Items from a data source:
-- Opening Marker --

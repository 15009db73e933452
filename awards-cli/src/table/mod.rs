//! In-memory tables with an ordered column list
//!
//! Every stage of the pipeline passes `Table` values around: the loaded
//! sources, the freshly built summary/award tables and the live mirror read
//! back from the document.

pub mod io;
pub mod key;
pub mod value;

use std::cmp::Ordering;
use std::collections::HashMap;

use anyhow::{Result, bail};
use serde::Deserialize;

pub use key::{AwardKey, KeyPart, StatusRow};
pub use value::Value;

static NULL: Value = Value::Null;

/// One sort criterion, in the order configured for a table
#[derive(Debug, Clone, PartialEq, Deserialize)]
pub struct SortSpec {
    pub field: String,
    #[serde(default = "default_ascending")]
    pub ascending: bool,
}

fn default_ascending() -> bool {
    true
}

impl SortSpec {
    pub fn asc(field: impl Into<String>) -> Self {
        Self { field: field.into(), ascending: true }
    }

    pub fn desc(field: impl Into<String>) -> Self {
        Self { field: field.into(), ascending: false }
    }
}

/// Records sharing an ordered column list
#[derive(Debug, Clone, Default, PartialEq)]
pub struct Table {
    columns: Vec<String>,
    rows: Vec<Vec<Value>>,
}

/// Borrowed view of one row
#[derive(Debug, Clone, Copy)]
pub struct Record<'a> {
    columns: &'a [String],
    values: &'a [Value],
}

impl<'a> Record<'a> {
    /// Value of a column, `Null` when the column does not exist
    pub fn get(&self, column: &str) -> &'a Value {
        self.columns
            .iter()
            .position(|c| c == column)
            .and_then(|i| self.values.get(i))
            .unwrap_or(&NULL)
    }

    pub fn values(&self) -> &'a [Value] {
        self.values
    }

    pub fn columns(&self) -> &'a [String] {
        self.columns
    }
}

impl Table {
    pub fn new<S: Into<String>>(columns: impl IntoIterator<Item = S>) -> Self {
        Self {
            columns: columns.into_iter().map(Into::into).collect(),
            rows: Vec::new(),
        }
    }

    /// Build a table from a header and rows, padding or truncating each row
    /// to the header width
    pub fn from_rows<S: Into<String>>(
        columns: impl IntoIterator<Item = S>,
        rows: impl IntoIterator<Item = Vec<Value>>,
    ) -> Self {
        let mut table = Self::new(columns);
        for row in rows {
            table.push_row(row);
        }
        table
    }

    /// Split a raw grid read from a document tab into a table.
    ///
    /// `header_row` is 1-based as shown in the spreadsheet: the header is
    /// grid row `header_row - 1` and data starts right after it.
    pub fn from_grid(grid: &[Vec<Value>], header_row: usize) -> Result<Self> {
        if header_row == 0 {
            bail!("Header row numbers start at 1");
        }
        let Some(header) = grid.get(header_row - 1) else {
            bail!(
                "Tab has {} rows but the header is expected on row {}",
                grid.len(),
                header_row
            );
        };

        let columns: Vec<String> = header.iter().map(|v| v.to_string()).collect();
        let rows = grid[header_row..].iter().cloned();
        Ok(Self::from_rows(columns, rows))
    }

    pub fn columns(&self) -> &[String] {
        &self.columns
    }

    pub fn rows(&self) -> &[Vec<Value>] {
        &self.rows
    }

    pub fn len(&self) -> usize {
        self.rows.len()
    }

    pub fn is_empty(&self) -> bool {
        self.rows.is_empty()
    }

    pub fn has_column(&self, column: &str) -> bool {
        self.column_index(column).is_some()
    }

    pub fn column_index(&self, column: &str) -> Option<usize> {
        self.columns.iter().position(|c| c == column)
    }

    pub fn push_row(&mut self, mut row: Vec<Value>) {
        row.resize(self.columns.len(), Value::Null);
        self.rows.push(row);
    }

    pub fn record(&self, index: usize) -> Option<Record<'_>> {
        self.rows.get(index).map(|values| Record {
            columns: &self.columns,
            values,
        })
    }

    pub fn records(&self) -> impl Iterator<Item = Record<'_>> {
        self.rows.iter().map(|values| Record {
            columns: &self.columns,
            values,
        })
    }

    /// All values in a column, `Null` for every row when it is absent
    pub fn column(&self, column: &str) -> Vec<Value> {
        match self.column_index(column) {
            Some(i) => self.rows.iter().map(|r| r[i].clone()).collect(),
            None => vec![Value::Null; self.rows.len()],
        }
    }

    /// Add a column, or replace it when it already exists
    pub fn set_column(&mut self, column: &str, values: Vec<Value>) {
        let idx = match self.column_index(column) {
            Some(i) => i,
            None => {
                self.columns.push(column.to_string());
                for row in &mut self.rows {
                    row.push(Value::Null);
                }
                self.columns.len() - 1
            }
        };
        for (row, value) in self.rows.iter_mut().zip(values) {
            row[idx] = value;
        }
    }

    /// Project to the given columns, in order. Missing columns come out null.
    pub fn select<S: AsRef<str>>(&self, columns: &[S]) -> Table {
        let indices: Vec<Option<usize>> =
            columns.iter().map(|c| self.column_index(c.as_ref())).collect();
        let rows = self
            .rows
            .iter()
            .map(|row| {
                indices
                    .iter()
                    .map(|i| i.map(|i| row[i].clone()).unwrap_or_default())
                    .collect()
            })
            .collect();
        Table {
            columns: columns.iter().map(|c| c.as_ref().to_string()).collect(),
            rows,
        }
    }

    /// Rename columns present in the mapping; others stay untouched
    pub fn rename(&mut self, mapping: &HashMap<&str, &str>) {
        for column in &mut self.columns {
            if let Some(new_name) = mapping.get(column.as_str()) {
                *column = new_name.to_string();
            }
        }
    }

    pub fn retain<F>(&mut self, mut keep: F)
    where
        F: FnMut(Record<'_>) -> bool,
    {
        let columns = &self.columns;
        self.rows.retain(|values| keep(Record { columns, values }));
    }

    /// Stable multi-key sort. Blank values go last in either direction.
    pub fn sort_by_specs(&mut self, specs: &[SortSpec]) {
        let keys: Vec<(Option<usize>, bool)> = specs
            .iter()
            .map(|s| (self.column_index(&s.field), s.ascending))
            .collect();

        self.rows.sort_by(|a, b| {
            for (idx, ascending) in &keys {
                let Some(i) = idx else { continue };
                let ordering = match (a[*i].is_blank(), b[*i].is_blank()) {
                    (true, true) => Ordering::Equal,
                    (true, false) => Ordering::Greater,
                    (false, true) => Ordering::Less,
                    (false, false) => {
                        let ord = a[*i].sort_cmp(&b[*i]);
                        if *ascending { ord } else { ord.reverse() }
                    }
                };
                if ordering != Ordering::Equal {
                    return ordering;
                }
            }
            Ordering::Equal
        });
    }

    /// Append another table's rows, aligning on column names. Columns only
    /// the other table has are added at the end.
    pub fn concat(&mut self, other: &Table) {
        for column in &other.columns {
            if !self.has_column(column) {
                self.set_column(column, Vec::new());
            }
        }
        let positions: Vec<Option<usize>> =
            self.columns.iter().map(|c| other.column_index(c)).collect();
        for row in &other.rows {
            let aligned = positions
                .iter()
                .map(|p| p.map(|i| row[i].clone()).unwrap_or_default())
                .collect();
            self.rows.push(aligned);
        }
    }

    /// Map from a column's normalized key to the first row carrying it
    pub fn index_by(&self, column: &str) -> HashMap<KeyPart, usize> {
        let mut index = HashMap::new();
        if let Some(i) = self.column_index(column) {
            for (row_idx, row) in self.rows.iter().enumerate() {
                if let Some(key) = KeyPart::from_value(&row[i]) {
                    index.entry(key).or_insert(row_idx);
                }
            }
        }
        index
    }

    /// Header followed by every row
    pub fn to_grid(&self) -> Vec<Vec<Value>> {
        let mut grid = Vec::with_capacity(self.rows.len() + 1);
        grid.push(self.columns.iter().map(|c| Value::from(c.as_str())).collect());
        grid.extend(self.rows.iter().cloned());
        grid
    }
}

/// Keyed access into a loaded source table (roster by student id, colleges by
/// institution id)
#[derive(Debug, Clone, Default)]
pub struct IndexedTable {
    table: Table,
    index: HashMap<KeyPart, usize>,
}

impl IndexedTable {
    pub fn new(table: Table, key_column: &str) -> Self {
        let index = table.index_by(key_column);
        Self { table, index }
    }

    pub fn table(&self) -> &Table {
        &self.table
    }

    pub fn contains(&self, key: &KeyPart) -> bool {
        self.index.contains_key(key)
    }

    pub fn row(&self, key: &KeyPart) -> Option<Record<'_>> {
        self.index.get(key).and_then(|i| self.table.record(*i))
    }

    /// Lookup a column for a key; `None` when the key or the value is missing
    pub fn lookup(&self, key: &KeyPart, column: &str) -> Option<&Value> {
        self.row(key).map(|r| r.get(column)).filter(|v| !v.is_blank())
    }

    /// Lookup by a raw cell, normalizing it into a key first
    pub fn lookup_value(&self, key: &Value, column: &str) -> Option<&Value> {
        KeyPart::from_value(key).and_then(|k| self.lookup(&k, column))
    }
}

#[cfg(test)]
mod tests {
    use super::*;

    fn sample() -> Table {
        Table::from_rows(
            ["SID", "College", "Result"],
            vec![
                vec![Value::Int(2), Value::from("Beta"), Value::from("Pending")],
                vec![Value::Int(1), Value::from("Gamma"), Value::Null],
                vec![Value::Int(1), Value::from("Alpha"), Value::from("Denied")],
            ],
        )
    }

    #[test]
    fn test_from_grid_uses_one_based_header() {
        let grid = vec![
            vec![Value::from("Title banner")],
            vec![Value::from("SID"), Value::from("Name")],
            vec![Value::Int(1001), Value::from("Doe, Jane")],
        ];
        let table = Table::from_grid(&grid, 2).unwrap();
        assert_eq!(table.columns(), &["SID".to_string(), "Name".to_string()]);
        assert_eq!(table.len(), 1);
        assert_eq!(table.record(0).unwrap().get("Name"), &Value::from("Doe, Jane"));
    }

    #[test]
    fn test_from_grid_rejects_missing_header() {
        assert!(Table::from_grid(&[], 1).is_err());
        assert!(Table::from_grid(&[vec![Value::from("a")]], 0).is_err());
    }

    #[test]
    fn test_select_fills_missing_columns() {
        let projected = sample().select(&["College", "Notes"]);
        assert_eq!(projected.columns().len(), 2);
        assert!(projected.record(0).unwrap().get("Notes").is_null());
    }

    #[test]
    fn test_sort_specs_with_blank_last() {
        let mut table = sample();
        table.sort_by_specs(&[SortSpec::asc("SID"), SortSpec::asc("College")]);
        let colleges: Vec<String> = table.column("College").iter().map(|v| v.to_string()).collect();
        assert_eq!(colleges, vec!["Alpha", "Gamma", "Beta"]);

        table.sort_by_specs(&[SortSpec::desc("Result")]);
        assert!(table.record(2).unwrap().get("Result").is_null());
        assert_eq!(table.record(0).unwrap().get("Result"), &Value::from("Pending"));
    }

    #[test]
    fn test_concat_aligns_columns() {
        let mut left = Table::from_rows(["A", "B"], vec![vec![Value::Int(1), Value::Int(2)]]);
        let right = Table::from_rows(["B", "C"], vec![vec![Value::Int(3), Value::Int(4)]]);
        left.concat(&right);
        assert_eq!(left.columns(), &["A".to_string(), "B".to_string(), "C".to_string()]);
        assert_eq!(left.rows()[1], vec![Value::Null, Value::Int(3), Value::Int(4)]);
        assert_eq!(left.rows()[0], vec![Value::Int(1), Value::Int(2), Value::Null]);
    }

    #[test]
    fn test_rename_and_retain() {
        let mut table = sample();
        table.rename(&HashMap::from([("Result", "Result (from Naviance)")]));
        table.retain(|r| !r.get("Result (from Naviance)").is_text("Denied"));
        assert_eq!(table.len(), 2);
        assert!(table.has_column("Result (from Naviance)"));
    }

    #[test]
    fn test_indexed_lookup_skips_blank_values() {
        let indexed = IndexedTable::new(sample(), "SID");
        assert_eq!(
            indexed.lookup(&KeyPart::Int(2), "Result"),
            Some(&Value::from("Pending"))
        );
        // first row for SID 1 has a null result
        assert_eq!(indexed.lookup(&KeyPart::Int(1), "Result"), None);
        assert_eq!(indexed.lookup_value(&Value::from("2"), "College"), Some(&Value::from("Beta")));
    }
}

-- Closing Marker --
-- Opening Marker --

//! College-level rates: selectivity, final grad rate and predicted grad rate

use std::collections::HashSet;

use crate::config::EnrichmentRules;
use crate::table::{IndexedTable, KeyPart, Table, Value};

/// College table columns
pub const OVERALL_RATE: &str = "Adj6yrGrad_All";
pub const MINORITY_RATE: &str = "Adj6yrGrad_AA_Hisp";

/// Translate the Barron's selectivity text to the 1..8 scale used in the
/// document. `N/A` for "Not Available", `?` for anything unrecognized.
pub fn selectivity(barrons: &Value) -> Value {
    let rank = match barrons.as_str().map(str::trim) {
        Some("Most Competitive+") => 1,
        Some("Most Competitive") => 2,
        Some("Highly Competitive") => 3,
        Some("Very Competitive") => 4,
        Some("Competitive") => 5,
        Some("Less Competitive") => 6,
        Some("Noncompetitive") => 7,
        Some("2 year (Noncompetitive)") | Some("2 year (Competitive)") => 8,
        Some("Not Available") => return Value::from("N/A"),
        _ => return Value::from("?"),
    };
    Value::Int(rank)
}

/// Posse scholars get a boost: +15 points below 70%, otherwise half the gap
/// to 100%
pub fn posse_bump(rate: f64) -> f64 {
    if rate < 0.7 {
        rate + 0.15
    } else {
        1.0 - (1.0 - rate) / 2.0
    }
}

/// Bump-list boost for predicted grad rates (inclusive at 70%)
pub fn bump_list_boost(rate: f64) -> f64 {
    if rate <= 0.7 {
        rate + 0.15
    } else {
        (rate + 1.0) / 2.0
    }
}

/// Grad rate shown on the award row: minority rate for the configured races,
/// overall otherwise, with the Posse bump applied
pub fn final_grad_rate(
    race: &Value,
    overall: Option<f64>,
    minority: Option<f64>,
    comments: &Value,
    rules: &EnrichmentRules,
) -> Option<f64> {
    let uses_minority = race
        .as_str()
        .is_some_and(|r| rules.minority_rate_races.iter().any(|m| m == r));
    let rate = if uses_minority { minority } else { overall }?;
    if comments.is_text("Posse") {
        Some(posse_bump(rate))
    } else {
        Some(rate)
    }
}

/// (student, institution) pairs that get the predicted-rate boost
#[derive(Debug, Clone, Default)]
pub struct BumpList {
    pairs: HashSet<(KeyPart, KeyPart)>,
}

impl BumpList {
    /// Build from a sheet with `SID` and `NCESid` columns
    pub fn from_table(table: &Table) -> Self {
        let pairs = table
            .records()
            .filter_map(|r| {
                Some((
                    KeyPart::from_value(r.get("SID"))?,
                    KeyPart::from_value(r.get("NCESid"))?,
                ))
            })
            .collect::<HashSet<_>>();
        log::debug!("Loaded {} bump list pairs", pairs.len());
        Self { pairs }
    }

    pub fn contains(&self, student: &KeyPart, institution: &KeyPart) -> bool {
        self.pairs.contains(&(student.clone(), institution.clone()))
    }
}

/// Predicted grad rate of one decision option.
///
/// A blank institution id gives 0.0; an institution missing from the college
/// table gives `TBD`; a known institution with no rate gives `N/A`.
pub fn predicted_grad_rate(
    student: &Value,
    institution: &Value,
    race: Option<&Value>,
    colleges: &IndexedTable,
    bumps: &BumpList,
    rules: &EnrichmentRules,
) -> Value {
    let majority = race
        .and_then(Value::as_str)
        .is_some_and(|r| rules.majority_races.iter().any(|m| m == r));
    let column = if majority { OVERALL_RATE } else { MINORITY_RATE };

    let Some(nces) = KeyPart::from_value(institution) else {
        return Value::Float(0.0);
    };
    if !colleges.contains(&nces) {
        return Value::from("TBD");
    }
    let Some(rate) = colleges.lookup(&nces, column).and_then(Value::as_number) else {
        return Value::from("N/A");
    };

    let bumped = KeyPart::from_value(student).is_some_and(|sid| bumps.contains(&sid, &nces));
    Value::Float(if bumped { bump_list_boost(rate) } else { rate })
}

-- Closing Marker --

Filter the entries above and return only the lines holding "field".

**Response for this exercise:**
    pub field: String,
    pub fn asc(field: impl Into<String>) -> Self {
        Self { field: field.into(), ascending: true }
    pub fn desc(field: impl Into<String>) -> Self {
        Self { field: field.into(), ascending: false }
            .map(|s| (self.column_index(&s.field), s.ascending))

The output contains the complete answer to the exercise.